The lines you return should be those containing the string "served", taken from the data below.

■ THE INPUT:

____

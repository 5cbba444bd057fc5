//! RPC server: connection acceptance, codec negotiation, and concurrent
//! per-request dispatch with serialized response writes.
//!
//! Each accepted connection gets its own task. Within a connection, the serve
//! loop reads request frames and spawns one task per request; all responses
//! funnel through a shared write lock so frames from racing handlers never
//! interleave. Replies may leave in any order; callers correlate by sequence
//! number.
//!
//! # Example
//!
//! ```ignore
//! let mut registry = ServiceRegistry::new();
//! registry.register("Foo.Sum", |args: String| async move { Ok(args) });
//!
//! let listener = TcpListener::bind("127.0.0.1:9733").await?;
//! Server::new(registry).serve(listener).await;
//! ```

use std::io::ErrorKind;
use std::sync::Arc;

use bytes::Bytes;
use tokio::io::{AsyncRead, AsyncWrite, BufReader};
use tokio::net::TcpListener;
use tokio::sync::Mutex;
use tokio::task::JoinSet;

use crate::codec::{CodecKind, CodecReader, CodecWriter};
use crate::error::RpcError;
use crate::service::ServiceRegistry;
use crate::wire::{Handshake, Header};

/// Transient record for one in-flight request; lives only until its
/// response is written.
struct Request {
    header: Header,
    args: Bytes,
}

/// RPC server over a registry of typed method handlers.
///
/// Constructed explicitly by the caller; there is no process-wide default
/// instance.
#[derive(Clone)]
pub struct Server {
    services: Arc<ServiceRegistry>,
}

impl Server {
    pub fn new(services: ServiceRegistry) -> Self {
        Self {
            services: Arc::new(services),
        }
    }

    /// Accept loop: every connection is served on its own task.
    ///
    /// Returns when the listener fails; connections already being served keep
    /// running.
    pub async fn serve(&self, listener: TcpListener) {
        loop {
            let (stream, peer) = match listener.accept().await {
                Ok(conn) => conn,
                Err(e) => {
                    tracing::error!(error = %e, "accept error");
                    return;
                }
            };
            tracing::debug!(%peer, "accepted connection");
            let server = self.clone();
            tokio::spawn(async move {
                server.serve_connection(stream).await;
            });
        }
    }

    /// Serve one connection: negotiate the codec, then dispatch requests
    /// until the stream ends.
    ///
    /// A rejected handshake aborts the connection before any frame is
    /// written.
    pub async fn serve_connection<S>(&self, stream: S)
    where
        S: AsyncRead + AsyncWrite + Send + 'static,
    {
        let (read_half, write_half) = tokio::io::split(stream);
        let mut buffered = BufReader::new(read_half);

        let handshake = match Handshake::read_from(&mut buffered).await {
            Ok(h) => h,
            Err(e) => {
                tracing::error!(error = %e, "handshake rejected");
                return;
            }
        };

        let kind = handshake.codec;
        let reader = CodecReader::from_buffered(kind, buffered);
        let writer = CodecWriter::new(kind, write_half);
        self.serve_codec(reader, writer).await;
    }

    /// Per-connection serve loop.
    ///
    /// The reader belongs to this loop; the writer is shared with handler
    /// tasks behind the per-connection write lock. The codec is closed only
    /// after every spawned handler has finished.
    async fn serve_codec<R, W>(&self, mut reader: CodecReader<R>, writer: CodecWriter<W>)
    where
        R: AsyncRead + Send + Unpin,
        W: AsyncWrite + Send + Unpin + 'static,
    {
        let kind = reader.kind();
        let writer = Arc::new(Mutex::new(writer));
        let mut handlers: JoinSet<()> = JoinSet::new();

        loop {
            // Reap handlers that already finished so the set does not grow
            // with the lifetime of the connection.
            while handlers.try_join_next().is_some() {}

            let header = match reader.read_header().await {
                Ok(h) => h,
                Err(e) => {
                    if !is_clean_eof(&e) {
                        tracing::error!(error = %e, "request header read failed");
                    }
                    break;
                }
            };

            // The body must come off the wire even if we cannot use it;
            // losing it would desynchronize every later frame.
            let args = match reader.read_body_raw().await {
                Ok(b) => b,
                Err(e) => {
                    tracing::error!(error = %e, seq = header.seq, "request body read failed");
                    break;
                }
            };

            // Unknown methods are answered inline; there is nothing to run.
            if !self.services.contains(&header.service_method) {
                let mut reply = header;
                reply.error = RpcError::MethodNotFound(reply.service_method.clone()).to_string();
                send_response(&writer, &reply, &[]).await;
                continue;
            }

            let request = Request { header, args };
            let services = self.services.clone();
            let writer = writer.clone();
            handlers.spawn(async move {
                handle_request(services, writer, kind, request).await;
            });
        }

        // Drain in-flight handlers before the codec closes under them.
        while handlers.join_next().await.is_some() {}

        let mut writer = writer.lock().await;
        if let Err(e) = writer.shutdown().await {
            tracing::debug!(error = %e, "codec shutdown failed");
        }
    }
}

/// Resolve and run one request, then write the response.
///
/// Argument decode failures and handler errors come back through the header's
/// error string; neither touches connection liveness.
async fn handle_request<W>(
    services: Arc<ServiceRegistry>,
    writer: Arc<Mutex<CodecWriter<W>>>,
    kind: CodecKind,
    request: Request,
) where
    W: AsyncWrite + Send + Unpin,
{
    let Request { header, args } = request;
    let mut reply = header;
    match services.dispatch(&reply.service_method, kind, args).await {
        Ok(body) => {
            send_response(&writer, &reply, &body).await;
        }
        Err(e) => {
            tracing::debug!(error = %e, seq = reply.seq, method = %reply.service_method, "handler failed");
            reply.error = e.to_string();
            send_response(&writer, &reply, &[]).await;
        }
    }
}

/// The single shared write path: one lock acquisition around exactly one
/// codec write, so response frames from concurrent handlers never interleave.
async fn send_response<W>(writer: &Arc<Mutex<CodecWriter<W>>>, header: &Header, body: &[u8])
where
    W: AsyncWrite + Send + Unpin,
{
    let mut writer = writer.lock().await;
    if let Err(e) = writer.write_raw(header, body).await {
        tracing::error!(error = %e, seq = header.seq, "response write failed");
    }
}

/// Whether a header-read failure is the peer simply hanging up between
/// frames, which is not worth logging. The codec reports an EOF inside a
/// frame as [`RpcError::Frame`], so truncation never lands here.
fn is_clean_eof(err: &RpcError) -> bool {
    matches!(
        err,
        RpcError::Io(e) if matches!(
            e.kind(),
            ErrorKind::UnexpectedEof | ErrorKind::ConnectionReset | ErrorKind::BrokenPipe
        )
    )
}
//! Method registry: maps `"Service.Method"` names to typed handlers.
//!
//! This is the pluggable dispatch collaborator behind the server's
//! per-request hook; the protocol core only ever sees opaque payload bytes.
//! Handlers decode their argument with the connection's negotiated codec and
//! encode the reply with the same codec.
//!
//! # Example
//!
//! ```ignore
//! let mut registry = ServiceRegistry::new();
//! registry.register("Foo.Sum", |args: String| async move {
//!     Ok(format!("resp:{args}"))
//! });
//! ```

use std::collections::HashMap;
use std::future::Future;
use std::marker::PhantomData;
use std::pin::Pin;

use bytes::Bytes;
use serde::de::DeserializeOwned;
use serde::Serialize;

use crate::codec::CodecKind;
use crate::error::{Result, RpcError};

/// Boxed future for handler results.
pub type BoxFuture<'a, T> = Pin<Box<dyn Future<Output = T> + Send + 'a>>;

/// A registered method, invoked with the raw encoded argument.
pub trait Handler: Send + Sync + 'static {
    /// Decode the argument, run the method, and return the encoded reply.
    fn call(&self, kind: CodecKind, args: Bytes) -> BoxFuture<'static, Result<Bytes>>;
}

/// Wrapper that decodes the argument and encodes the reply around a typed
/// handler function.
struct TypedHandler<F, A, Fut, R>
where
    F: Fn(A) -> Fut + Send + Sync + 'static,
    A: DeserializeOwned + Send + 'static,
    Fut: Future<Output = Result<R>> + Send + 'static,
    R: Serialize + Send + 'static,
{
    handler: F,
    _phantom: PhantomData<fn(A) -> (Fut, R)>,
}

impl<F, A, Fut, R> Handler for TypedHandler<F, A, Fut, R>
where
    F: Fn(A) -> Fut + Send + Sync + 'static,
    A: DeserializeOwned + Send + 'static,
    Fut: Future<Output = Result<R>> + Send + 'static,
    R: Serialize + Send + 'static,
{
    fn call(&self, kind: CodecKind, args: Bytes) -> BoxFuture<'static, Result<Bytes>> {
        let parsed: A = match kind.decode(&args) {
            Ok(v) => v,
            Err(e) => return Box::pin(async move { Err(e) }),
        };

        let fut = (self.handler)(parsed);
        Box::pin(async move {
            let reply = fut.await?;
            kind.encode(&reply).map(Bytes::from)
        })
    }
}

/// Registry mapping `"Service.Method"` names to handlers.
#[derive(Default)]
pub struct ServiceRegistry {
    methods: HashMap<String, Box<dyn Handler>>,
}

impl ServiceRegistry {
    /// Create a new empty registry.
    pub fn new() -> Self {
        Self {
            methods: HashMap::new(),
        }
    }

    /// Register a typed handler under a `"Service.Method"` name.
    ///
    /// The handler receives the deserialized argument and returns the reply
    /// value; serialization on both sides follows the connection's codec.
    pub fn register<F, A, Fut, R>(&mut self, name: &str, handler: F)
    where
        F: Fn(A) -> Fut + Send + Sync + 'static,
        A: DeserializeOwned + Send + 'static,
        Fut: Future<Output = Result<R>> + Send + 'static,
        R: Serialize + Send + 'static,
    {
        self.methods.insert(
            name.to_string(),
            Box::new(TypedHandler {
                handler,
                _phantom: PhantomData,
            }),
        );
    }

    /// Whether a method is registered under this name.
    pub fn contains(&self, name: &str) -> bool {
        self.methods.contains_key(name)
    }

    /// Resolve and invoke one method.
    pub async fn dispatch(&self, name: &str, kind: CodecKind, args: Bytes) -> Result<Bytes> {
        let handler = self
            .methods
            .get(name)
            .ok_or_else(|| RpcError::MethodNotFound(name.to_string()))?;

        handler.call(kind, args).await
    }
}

____

■ OUTPUT BELOW:
    /// Accept loop: every connection is served on its own task.
    /// Returns when the listener fails; connections already being served keep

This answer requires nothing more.